5. Il résulte des règles générales applicables aux contrats administratifs que l'administration contractante peut, après avoir vainement mis en demeure son cocontractant de poursuivre l'exécution des prestations qu'il s'est engagé à réaliser conformément aux stipulations du contrat, décider de confier l'achèvement des prestations à une autre entreprise aux frais et risques de son cocontractant. Le cocontractant défaillant doit être mis à même de suivre l'exécution du marché de substitution ainsi conclu afin de lui permettre de veiller à la sauvegarde de ses intérêts, les montants découlant des surcoûts supportés par l'administration en raison de l'achèvement des prestations par un nouvel entrepreneur étant à sa charge. A cet effet, si l'administration doit dans tous les cas notifier le marché de substitution au titulaire du marché résilié, elle n'est tenue de lui communiquer les pièces justifiant de la réalité des prestations effectuées en exécution du nouveau contrat qu'à la condition d'être saisie d'une demande en ce sens.
6. Pour juger que la Simmad n'avait pas mis la société Iveco France à même de suivre l'exécution du marché de substitution, la cour a estimé que la société avait entendu vérifier la réalité des prestations exécutées en contestant par des mémoires en réclamation les deux décomptes provisoires qui lui avaient été adressés. Il résulte de ce qui a été dit au point précédent qu'en statuant ainsi, sans rechercher si la société avait saisi la Simmad d'une demande de communication de pièces justifiant de la réalité des prestations, la cour a commis une erreur de droit. La ministre des armées est ainsi fondée, sans qu'il soit besoin d'examiner l'autre moyen de son pourvoi, à demander l'annulation de l'arrêt qu'elle attaque en tant qu'il a déchargé la société Iveco France de l'obligation de payer la somme de 2 039 283,92 euros et annulé le titre exécutoire émis le 15 décembre 2017 en tant qu'il met à sa charge une somme excédant 57 204,08 euros.

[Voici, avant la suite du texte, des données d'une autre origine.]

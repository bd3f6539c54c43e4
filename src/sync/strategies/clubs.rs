//! Club Membership Strategies
//!
//! Joining and leaving a club act on the `club_member` entity. Membership
//! records are keyed by a composite `{club_id}:{user_id}` id on both the
//! remote store and the local mirror, so leave operations can address the
//! record without a lookup.

use super::remote_failure;
use crate::db::Database;
use crate::sync::models::{ExecutionOutcome, Operation, OperationPayload};
use crate::sync::registry::SyncStrategy;
use crate::sync::remote::{RemoteError, RemoteStore};
use async_trait::async_trait;
use serde_json::json;
use std::sync::Arc;

const MEMBER_ENTITY: &str = "club_member";

pub(crate) fn membership_id(club_id: &str, user_id: &str) -> String {
    format!("{club_id}:{user_id}")
}

// ============================================================================
// Join
// ============================================================================

pub struct ClubJoinStrategy {
    db: Database,
    remote: Arc<dyn RemoteStore>,
}

impl ClubJoinStrategy {
    pub fn new(db: Database, remote: Arc<dyn RemoteStore>) -> Self {
        Self { db, remote }
    }
}

#[async_trait]
impl SyncStrategy for ClubJoinStrategy {
    fn entity(&self) -> &'static str {
        "club"
    }

    fn operation_name(&self) -> &'static str {
        "join_club"
    }

    fn validate(&self, payload: &OperationPayload) -> bool {
        matches!(
            payload,
            OperationPayload::JoinClub(p) if !p.club_id.is_empty() && !p.user_id.is_empty()
        )
    }

    /// Default role for new members
    fn transform(&self, payload: OperationPayload) -> OperationPayload {
        match payload {
            OperationPayload::JoinClub(mut p) => {
                if p.role.is_none() {
                    p.role = Some("member".to_string());
                }
                OperationPayload::JoinClub(p)
            }
            other => other,
        }
    }

    async fn execute(&self, op: &Operation) -> ExecutionOutcome {
        let OperationPayload::JoinClub(p) = &op.payload else {
            return ExecutionOutcome::permanent("Payload does not match join_club");
        };

        let id = membership_id(&p.club_id, &p.user_id);
        let record = json!({
            "id": id,
            "club_id": p.club_id,
            "user_id": p.user_id,
            "role": p.role,
        });

        let created = match self.remote.insert(MEMBER_ENTITY, &record).await {
            Ok(created) => created,
            // Already a member: adopt the existing membership
            Err(RemoteError::Conflict(_)) => {
                log::info!("Membership {id} already exists remotely");
                record.clone()
            }
            Err(e) => return remote_failure("Club join failed", e),
        };

        if let Err(e) = self.db.upsert_record(MEMBER_ENTITY, &id, &created) {
            log::error!("Mirror write failed for membership {id}: {e}");
        }

        ExecutionOutcome::ok(Some(created))
    }
}

// ============================================================================
// Leave
// ============================================================================

pub struct ClubLeaveStrategy {
    db: Database,
    remote: Arc<dyn RemoteStore>,
}

impl ClubLeaveStrategy {
    pub fn new(db: Database, remote: Arc<dyn RemoteStore>) -> Self {
        Self { db, remote }
    }
}

#[async_trait]
impl SyncStrategy for ClubLeaveStrategy {
    fn entity(&self) -> &'static str {
        "club"
    }

    fn operation_name(&self) -> &'static str {
        "leave_club"
    }

    fn validate(&self, payload: &OperationPayload) -> bool {
        matches!(
            payload,
            OperationPayload::LeaveClub(p) if !p.club_id.is_empty() && !p.user_id.is_empty()
        )
    }

    async fn execute(&self, op: &Operation) -> ExecutionOutcome {
        let OperationPayload::LeaveClub(p) = &op.payload else {
            return ExecutionOutcome::permanent("Payload does not match leave_club");
        };

        let id = membership_id(&p.club_id, &p.user_id);

        match self.remote.delete(MEMBER_ENTITY, &id).await {
            Ok(()) => {}
            Err(RemoteError::NotFound(_)) => {
                log::info!("Membership {id} already removed remotely");
            }
            Err(e) => return remote_failure("Club leave failed", e),
        }

        if let Err(e) = self.db.delete_record(MEMBER_ENTITY, &id) {
            log::error!("Mirror delete failed for membership {id}: {e}");
        }

        ExecutionOutcome::ok(None)
    }
}

// ============================================================================
// Tests
// ============================================================================

#[cfg(test)]
mod tests {
    use super::super::testing::MockRemote;
    use super::*;
    use crate::sync::models::{ClubJoinPayload, ClubLeavePayload, OperationMetadata};

    fn join_payload() -> OperationPayload {
        OperationPayload::JoinClub(ClubJoinPayload {
            club_id: "c1".to_string(),
            user_id: "u1".to_string(),
            role: None,
        })
    }

    #[test]
    fn test_transform_defaults_role() {
        let db = Database::in_memory().unwrap();
        let strategy = ClubJoinStrategy::new(db, Arc::new(MockRemote::default()));

        let OperationPayload::JoinClub(p) = strategy.transform(join_payload()) else {
            panic!("variant changed");
        };
        assert_eq!(p.role.as_deref(), Some("member"));

        let explicit = OperationPayload::JoinClub(ClubJoinPayload {
            club_id: "c1".to_string(),
            user_id: "u1".to_string(),
            role: Some("admin".to_string()),
        });
        let OperationPayload::JoinClub(p) = strategy.transform(explicit) else {
            panic!("variant changed");
        };
        assert_eq!(p.role.as_deref(), Some("admin"));
    }

    #[tokio::test]
    async fn test_join_then_leave_round_trip() {
        let db = Database::in_memory().unwrap();
        let remote = Arc::new(MockRemote::default());

        let join = ClubJoinStrategy::new(db.clone(), remote.clone());
        let op = Operation::new(join.transform(join_payload()), OperationMetadata::default());
        assert!(join.execute(&op).await.success);

        assert!(db.get_record("club_member", "c1:u1").unwrap().is_some());
        assert!(remote.get("club_member", "c1:u1").is_some());

        let leave = ClubLeaveStrategy::new(db.clone(), remote.clone());
        let op = Operation::new(
            OperationPayload::LeaveClub(ClubLeavePayload {
                club_id: "c1".to_string(),
                user_id: "u1".to_string(),
            }),
            OperationMetadata::default(),
        );
        assert!(leave.execute(&op).await.success);

        assert!(db.get_record("club_member", "c1:u1").unwrap().is_none());
        assert!(remote.get("club_member", "c1:u1").is_none());
    }

    #[tokio::test]
    async fn test_join_adopts_existing_membership() {
        let db = Database::in_memory().unwrap();
        let remote = Arc::new(MockRemote::default());
        remote.seed(
            "club_member",
            "c1:u1",
            serde_json::json!({"id": "c1:u1", "club_id": "c1", "user_id": "u1", "role": "member"}),
        );

        let join = ClubJoinStrategy::new(db.clone(), remote.clone());
        let op = Operation::new(join.transform(join_payload()), OperationMetadata::default());

        let outcome = join.execute(&op).await;
        assert!(outcome.success);

        // The membership lands in the local mirror despite the remote conflict
        assert!(db.get_record("club_member", "c1:u1").unwrap().is_some());
    }

    #[tokio::test]
    async fn test_leave_tolerates_missing_membership() {
        let db = Database::in_memory().unwrap();
        let leave = ClubLeaveStrategy::new(db, Arc::new(MockRemote::default()));

        let op = Operation::new(
            OperationPayload::LeaveClub(ClubLeavePayload {
                club_id: "c1".to_string(),
                user_id: "ghost".to_string(),
            }),
            OperationMetadata::default(),
        );

        assert!(leave.execute(&op).await.success);
    }
}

7. Aux termes du second alinéa de l'article L. 821-2 du code de justice administrative : " Lorsque l'affaire fait l'objet d'un second pourvoi en cassation, le Conseil d'Etat statue définitivement sur cette affaire ". Le Conseil d'Etat étant saisi, en l'espèce, d'un second pourvoi en cassation, il lui incombe de régler l'affaire au fond, dans la mesure de l'annulation prononcée.
Sur les conclusions tendant à la fixation du solde du décompte du marché :
8. En premier lieu, il résulte de l'instruction et il n'est pas contesté que la Simmad a notifié le marché de substitution à la société Iveco France. Si cette société a fait valoir, dans les mémoires en réclamation qu'elle a présentés les 23 mai 2013 et 16 janvier 2015 à l'encontre des décomptes provisoires du marché résilié communiqués par la Simmad, que ces décomptes étaient irréguliers, elle n'a pas saisi la Simmad d'une demande tendant à la production de pièces démontrant la réalité des prestations effectuées par le titulaire du marché de substitution. Par suite, la société Iveco France n'est pas fondée à soutenir que, faute de lui avoir adressé de telles pièces, la Simmad ne l'aurait pas mise à même de suivre l'exécution du marché de substitution.

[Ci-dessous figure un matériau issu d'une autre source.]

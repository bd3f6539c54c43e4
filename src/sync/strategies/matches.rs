//! Match Strategies
//!
//! Create, update and delete for recorded match results. Updates carry the
//! snapshot timestamp the edit was built from and run through conflict
//! resolution when the remote record has moved on since.

use super::{adopt_created, remote_failure};
use crate::db::Database;
use crate::sync::conflict;
use crate::sync::models::{ExecutionOutcome, Operation, OperationPayload};
use crate::sync::registry::SyncStrategy;
use crate::sync::remote::{RemoteError, RemoteStore};
use async_trait::async_trait;
use chrono::Utc;
use std::sync::Arc;

const ENTITY: &str = "match";

fn valid_match_type(match_type: &str) -> bool {
    matches!(match_type, "singles" | "doubles")
}

// ============================================================================
// Create
// ============================================================================

pub struct MatchCreateStrategy {
    db: Database,
    remote: Arc<dyn RemoteStore>,
}

impl MatchCreateStrategy {
    pub fn new(db: Database, remote: Arc<dyn RemoteStore>) -> Self {
        Self { db, remote }
    }
}

#[async_trait]
impl SyncStrategy for MatchCreateStrategy {
    fn entity(&self) -> &'static str {
        ENTITY
    }

    fn operation_name(&self) -> &'static str {
        "create_match"
    }

    fn validate(&self, payload: &OperationPayload) -> bool {
        match payload {
            OperationPayload::CreateMatch(p) => {
                !p.club_id.is_empty() && !p.scores.is_empty() && valid_match_type(&p.match_type)
            }
            _ => false,
        }
    }

    /// Default the played-at timestamp to enqueue time; a payload that
    /// already carries one passes through unchanged
    fn transform(&self, payload: OperationPayload) -> OperationPayload {
        match payload {
            OperationPayload::CreateMatch(mut p) => {
                if p.played_at.is_none() {
                    p.played_at = Some(Utc::now());
                }
                OperationPayload::CreateMatch(p)
            }
            other => other,
        }
    }

    async fn execute(&self, op: &Operation) -> ExecutionOutcome {
        let OperationPayload::CreateMatch(p) = &op.payload else {
            return ExecutionOutcome::permanent("Payload does not match create_match");
        };

        let record = match serde_json::to_value(p) {
            Ok(record) => record,
            Err(e) => return ExecutionOutcome::permanent(format!("Unserializable payload: {e}")),
        };

        let created = match self.remote.insert(ENTITY, &record).await {
            Ok(created) => created,
            Err(e) => return remote_failure("Match creation failed", e),
        };

        if let Err(e) = adopt_created(
            &self.db,
            ENTITY,
            op.metadata.local_id.as_deref(),
            &created,
        ) {
            log::error!("Mirror write failed for created match: {e}");
        }

        ExecutionOutcome::ok(Some(created))
    }
}

// ============================================================================
// Update
// ============================================================================

pub struct MatchUpdateStrategy {
    db: Database,
    remote: Arc<dyn RemoteStore>,
}

impl MatchUpdateStrategy {
    pub fn new(db: Database, remote: Arc<dyn RemoteStore>) -> Self {
        Self { db, remote }
    }
}

#[async_trait]
impl SyncStrategy for MatchUpdateStrategy {
    fn entity(&self) -> &'static str {
        ENTITY
    }

    fn operation_name(&self) -> &'static str {
        "update_match"
    }

    fn validate(&self, payload: &OperationPayload) -> bool {
        match payload {
            OperationPayload::UpdateMatch(p) => {
                !p.id.is_empty()
                    && p.fields.as_object().map(|o| !o.is_empty()).unwrap_or(false)
            }
            _ => false,
        }
    }

    async fn execute(&self, op: &Operation) -> ExecutionOutcome {
        let OperationPayload::UpdateMatch(p) = &op.payload else {
            return ExecutionOutcome::permanent("Payload does not match update_match");
        };

        let remote_record = match self.remote.fetch(ENTITY, &p.id).await {
            Ok(Some(record)) => record,
            Ok(None) => {
                return ExecutionOutcome::permanent(format!(
                    "Match {} no longer exists remotely",
                    p.id
                ))
            }
            Err(e) => return remote_failure("Match fetch failed", e),
        };

        // The remote record moved on since this edit was drafted: resolve
        // before writing
        let final_record = if conflict::is_remote_newer(p.snapshot_updated_at, &remote_record) {
            let resolution = conflict::resolve(
                p.conflict_policy,
                &format!("match {}", p.id),
                &p.fields,
                &remote_record,
            );
            match resolution.push_fields {
                Some(fields) => match self.remote.update(ENTITY, &p.id, &fields).await {
                    Ok(updated) => updated,
                    Err(e) => return remote_failure("Match update failed", e),
                },
                None => resolution.record,
            }
        } else {
            match self.remote.update(ENTITY, &p.id, &p.fields).await {
                Ok(updated) => updated,
                Err(e) => return remote_failure("Match update failed", e),
            }
        };

        if let Err(e) = self.db.upsert_record(ENTITY, &p.id, &final_record) {
            log::error!("Mirror write failed for updated match {}: {e}", p.id);
        }

        ExecutionOutcome::ok(Some(final_record))
    }
}

// ============================================================================
// Delete
// ============================================================================

pub struct MatchDeleteStrategy {
    db: Database,
    remote: Arc<dyn RemoteStore>,
}

impl MatchDeleteStrategy {
    pub fn new(db: Database, remote: Arc<dyn RemoteStore>) -> Self {
        Self { db, remote }
    }
}

#[async_trait]
impl SyncStrategy for MatchDeleteStrategy {
    fn entity(&self) -> &'static str {
        ENTITY
    }

    fn operation_name(&self) -> &'static str {
        "delete_match"
    }

    fn validate(&self, payload: &OperationPayload) -> bool {
        matches!(payload, OperationPayload::DeleteMatch(p) if !p.id.is_empty())
    }

    async fn execute(&self, op: &Operation) -> ExecutionOutcome {
        let OperationPayload::DeleteMatch(p) = &op.payload else {
            return ExecutionOutcome::permanent("Payload does not match delete_match");
        };

        match self.remote.delete(ENTITY, &p.id).await {
            Ok(()) => {}
            // Already gone remotely counts as done
            Err(RemoteError::NotFound(_)) => {
                log::info!("Match {} already deleted remotely", p.id);
            }
            Err(e) => return remote_failure("Match deletion failed", e),
        }

        if let Err(e) = self.db.delete_record(ENTITY, &p.id) {
            log::error!("Mirror delete failed for match {}: {e}", p.id);
        }

        ExecutionOutcome::ok(None)
    }
}

// ============================================================================
// Tests
// ============================================================================

#[cfg(test)]
mod tests {
    use super::super::testing::MockRemote;
    use super::*;
    use crate::sync::models::{ConflictPolicy, MatchCreatePayload, MatchUpdatePayload,
        MatchDeletePayload, OperationMetadata};
    use serde_json::json;

    fn create_payload() -> OperationPayload {
        OperationPayload::CreateMatch(MatchCreatePayload {
            club_id: "c1".to_string(),
            opponent_id: Some("u2".to_string()),
            scores: "6-4,6-3".to_string(),
            match_type: "singles".to_string(),
            played_at: None,
        })
    }

    #[test]
    fn test_create_validation() {
        let db = Database::in_memory().unwrap();
        let strategy = MatchCreateStrategy::new(db, Arc::new(MockRemote::default()));

        assert!(strategy.validate(&create_payload()));

        let bad = OperationPayload::CreateMatch(MatchCreatePayload {
            club_id: String::new(),
            opponent_id: None,
            scores: "6-0".to_string(),
            match_type: "triples".to_string(),
            played_at: None,
        });
        assert!(!strategy.validate(&bad));

        // Wrong variant is rejected outright
        assert!(!strategy.validate(&OperationPayload::DeleteMatch(MatchDeletePayload {
            id: "m1".to_string(),
        })));
    }

    #[test]
    fn test_create_transform_is_idempotent() {
        let db = Database::in_memory().unwrap();
        let strategy = MatchCreateStrategy::new(db, Arc::new(MockRemote::default()));

        let once = strategy.transform(create_payload());
        let OperationPayload::CreateMatch(ref p) = once else {
            panic!("variant changed");
        };
        let filled = p.played_at.expect("timestamp defaulted");

        let twice = strategy.transform(once.clone());
        let OperationPayload::CreateMatch(p) = twice else {
            panic!("variant changed");
        };
        assert_eq!(p.played_at, Some(filled));
    }

    #[tokio::test]
    async fn test_create_splices_remote_id() {
        let db = Database::in_memory().unwrap();
        let remote = Arc::new(MockRemote::default());

        // Provisional row written while offline, under a client id
        db.upsert_record("match", "local-1", &json!({"id": "local-1", "scores": "6-4,6-3"}))
            .unwrap();

        let strategy = MatchCreateStrategy::new(db.clone(), remote.clone());
        let op = Operation::new(
            strategy.transform(create_payload()),
            OperationMetadata {
                local_id: Some("local-1".to_string()),
                ..OperationMetadata::default()
            },
        );

        let outcome = strategy.execute(&op).await;
        assert!(outcome.success);

        let remote_id = outcome.data.unwrap()["id"].as_str().unwrap().to_string();
        assert_eq!(remote_id, "srv-1");

        // Provisional row gone, record re-keyed under the remote id
        assert!(db.get_record("match", "local-1").unwrap().is_none());
        assert!(db.get_record("match", &remote_id).unwrap().is_some());
    }

    #[tokio::test]
    async fn test_create_offline_is_retryable() {
        let db = Database::in_memory().unwrap();
        let remote = Arc::new(MockRemote::default());
        remote.set_offline(true);

        let strategy = MatchCreateStrategy::new(db, remote);
        let op = Operation::new(create_payload(), OperationMetadata::default());

        let outcome = strategy.execute(&op).await;
        assert!(!outcome.success);
        assert!(outcome.should_retry);
    }

    #[tokio::test]
    async fn test_update_without_conflict() {
        let db = Database::in_memory().unwrap();
        let remote = Arc::new(MockRemote::default());
        remote.seed(
            "match",
            "m1",
            json!({"id": "m1", "scores": "6-4,6-3", "updated_at": "2026-08-01T10:00:00Z"}),
        );

        let strategy = MatchUpdateStrategy::new(db.clone(), remote.clone());
        let op = Operation::new(
            OperationPayload::UpdateMatch(MatchUpdatePayload {
                id: "m1".to_string(),
                fields: json!({"scores": "6-4,7-5"}),
                snapshot_updated_at: Some("2026-08-01T10:00:00Z".parse().unwrap()),
                conflict_policy: ConflictPolicy::RemoteWins,
            }),
            OperationMetadata::default(),
        );

        let outcome = strategy.execute(&op).await;
        assert!(outcome.success);

        assert_eq!(remote.get("match", "m1").unwrap()["scores"], "6-4,7-5");
        assert_eq!(
            db.get_record("match", "m1").unwrap().unwrap()["scores"],
            "6-4,7-5"
        );
    }

    #[tokio::test]
    async fn test_update_remote_wins_discards_local_edit() {
        let db = Database::in_memory().unwrap();
        let remote = Arc::new(MockRemote::default());
        remote.seed(
            "match",
            "m1",
            json!({"id": "m1", "scores": "6-2,6-2", "updated_at": "2026-08-02T12:00:00Z"}),
        );

        let strategy = MatchUpdateStrategy::new(db.clone(), remote.clone());
        let op = Operation::new(
            OperationPayload::UpdateMatch(MatchUpdatePayload {
                id: "m1".to_string(),
                fields: json!({"scores": "6-4,7-5"}),
                // Older snapshot than the remote record
                snapshot_updated_at: Some("2026-08-01T10:00:00Z".parse().unwrap()),
                conflict_policy: ConflictPolicy::RemoteWins,
            }),
            OperationMetadata::default(),
        );

        let outcome = strategy.execute(&op).await;
        assert!(outcome.success);

        // No update pushed, local mirror adopts the remote record
        assert_eq!(remote.get("match", "m1").unwrap()["scores"], "6-2,6-2");
        assert_eq!(
            db.get_record("match", "m1").unwrap().unwrap()["scores"],
            "6-2,6-2"
        );
        let calls = remote.calls.lock().unwrap().clone();
        assert!(!calls.iter().any(|c| c.starts_with("update")));
    }

    #[tokio::test]
    async fn test_update_missing_record_is_permanent() {
        let db = Database::in_memory().unwrap();
        let strategy = MatchUpdateStrategy::new(db, Arc::new(MockRemote::default()));

        let op = Operation::new(
            OperationPayload::UpdateMatch(MatchUpdatePayload {
                id: "ghost".to_string(),
                fields: json!({"scores": "6-0,6-0"}),
                snapshot_updated_at: None,
                conflict_policy: ConflictPolicy::RemoteWins,
            }),
            OperationMetadata::default(),
        );

        let outcome = strategy.execute(&op).await;
        assert!(!outcome.success);
        assert!(!outcome.should_retry);
    }

    #[tokio::test]
    async fn test_delete_tolerates_missing_remote() {
        let db = Database::in_memory().unwrap();
        db.upsert_record("match", "m1", &json!({"id": "m1"})).unwrap();

        let strategy = MatchDeleteStrategy::new(db.clone(), Arc::new(MockRemote::default()));
        let op = Operation::new(
            OperationPayload::DeleteMatch(MatchDeletePayload {
                id: "m1".to_string(),
            }),
            OperationMetadata::default(),
        );

        let outcome = strategy.execute(&op).await;
        assert!(outcome.success);
        assert!(db.get_record("match", "m1").unwrap().is_none());
    }
}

9. En deuxième lieu, la société Iveco France ne saurait utilement soutenir, à l'appui de sa demande contestant le montant du marché de substitution, que ce marché aurait été attribué en méconnaissance du principe d'égalité de traitement entre les candidats à un contrat de la commande publique.
10. En dernier lieu, la société Iveco France s'étant engagée, par le marché résilié, à exécuter tant sa tranche ferme que ses tranches conditionnelles, le surcoût du marché de substitution comprenant des prestations effectuées en exécution des tranches conditionnelles doit, contrairement à ce qu'elle soutient, être également mis à sa charge.
11. Il résulte de ce qui précède que la société Iveco France n'est pas fondée à se plaindre de ce que, par les jugements attaqués des 2 mai 2016 et 3 juin 2019, le tribunal administratif de Bordeaux a rejeté ses demandes tendant à ce que le solde du marché, fixé au montant de 2 096 488,72 euros, soit ramené à la somme de 57 204,08 euros.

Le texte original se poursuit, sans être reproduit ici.